| GOAL OF THE EXERCISE |
From the line with "this process. The" to the line with "removed under the", retype every line exactly, including those two, and leave out the rest of the data below.

| PROVIDED ENTRIES |
---*---

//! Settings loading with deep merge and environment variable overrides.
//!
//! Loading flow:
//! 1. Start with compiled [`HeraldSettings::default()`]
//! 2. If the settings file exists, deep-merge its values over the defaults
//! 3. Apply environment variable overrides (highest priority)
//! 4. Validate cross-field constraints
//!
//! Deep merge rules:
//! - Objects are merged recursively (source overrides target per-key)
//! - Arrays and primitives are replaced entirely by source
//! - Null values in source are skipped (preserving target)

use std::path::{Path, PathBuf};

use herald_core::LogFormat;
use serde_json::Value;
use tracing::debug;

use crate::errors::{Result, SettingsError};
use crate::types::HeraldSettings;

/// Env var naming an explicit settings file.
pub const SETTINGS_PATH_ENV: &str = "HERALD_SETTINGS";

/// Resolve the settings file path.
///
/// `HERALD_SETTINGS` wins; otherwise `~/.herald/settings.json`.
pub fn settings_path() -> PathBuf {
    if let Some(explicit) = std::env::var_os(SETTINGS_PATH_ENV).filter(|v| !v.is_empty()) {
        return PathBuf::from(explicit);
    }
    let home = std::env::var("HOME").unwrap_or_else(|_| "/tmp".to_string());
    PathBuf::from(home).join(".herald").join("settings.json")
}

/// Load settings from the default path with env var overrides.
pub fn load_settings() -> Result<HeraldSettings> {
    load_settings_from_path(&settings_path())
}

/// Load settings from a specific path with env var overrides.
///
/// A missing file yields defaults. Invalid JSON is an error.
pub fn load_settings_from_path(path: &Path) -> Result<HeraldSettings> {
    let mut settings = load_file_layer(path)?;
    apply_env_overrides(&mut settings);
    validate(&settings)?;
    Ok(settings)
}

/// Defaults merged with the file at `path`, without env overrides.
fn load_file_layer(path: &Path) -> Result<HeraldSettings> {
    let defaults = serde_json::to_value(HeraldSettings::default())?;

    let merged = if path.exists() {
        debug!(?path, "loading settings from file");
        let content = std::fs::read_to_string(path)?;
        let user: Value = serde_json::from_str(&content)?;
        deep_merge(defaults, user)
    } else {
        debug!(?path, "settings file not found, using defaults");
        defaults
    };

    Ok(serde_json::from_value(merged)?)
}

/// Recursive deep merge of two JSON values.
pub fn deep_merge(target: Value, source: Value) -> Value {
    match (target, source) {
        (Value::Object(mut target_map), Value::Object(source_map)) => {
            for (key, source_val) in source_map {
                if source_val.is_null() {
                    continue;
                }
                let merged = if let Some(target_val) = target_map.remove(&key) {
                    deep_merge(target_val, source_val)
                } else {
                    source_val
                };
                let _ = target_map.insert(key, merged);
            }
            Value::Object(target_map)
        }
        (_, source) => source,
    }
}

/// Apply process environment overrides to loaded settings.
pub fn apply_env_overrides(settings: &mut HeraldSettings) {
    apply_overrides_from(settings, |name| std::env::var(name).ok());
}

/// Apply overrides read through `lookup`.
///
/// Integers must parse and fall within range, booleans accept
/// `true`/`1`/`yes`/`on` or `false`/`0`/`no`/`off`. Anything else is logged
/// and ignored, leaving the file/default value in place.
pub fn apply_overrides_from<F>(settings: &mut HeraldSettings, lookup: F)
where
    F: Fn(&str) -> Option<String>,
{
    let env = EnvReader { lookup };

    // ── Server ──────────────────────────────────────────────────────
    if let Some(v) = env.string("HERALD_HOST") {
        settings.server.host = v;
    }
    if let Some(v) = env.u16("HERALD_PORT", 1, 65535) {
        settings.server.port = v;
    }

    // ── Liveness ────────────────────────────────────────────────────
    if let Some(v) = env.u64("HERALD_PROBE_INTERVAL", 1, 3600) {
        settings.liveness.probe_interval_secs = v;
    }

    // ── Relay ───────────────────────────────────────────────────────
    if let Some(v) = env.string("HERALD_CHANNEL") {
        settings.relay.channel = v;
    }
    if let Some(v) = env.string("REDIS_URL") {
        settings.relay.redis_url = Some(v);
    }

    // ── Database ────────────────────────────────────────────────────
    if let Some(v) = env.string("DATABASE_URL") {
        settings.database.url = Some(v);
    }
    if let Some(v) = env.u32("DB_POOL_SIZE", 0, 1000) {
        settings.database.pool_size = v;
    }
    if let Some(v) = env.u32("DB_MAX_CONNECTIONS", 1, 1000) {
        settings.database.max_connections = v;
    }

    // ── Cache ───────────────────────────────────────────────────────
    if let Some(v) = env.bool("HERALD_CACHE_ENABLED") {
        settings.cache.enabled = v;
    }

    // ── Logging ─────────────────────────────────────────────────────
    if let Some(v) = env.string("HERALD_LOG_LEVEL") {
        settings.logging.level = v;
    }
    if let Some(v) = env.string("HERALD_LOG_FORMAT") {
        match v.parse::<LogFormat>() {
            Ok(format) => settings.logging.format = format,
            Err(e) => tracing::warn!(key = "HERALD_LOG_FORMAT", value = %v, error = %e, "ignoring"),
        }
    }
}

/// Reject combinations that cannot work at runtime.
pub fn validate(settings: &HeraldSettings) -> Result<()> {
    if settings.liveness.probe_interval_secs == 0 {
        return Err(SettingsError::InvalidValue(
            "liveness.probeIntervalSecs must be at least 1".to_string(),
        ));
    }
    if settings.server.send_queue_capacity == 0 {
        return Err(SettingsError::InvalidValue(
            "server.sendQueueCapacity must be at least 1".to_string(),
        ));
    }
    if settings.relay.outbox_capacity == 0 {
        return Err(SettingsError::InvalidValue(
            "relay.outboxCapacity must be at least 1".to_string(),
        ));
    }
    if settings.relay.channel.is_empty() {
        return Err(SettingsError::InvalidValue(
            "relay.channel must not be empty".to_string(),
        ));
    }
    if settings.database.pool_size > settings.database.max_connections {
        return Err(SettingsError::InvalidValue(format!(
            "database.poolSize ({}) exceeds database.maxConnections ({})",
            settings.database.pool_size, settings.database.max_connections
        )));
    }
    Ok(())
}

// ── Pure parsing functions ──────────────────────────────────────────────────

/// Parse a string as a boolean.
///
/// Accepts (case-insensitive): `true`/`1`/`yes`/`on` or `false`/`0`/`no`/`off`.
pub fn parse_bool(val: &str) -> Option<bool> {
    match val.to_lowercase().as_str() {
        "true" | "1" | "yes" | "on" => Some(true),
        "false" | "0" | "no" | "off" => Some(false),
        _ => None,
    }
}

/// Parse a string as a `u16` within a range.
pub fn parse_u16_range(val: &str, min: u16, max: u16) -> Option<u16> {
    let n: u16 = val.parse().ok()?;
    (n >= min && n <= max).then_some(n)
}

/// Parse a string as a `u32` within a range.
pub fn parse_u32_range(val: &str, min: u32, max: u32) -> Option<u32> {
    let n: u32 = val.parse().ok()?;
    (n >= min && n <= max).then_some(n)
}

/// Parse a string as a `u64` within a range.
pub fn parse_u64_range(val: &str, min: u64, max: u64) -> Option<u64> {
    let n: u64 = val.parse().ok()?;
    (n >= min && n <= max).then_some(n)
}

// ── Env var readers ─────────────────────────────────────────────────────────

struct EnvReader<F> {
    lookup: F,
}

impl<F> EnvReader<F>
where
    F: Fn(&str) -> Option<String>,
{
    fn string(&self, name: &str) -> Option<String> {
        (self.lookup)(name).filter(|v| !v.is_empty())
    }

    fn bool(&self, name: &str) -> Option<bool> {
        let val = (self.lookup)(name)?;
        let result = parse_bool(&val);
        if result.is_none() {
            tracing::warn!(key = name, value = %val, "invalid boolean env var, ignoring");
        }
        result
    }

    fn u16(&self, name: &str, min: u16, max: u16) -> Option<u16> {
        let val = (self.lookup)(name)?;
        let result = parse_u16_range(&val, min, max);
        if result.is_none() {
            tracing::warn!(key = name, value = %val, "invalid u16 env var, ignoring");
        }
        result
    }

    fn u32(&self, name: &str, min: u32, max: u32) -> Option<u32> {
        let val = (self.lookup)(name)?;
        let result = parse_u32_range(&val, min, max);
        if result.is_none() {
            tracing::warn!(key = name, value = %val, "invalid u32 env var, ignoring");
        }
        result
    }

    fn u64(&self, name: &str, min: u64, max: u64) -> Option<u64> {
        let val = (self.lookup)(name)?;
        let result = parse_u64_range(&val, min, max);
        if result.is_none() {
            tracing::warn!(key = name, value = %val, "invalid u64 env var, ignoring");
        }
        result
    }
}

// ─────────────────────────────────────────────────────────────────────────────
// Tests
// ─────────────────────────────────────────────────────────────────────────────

---*---

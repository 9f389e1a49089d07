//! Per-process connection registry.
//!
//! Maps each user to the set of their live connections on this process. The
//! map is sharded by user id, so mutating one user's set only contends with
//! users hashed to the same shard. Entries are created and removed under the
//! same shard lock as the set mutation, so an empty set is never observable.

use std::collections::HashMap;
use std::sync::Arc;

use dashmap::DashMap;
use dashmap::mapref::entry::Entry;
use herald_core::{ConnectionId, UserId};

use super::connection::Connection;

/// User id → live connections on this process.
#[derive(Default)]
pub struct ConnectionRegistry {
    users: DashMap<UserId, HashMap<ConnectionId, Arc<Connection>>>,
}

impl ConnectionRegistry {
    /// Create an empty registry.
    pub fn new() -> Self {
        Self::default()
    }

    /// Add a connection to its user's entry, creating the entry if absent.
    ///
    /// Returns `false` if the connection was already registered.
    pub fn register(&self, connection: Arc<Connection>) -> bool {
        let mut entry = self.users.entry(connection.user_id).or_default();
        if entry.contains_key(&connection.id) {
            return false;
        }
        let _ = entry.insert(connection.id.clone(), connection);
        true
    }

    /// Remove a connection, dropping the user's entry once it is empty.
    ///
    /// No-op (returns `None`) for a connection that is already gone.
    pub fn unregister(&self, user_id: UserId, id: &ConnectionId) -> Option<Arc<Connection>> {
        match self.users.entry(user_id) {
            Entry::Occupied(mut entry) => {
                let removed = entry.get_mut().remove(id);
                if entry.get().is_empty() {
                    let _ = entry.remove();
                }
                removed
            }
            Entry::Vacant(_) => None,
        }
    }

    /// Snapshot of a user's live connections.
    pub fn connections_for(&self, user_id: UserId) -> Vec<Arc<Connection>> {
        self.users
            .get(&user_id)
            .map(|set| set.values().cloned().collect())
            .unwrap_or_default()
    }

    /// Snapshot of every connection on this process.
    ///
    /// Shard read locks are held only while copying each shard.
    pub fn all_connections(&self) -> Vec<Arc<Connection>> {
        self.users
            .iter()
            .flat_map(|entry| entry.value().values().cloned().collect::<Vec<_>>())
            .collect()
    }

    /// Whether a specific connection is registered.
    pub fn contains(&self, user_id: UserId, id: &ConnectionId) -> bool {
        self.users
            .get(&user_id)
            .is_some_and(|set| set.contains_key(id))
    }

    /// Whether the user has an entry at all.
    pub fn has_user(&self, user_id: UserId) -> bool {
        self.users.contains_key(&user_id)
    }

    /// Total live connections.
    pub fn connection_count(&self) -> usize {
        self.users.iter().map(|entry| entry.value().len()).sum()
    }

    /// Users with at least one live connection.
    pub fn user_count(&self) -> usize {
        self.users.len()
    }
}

---*---

| WORKED SOLUTION |
//! Maps each user to the set of their live connections on this process. The
//! map is sharded by user id, so mutating one user's set only contends with
//! users hashed to the same shard. Entries are created and removed under the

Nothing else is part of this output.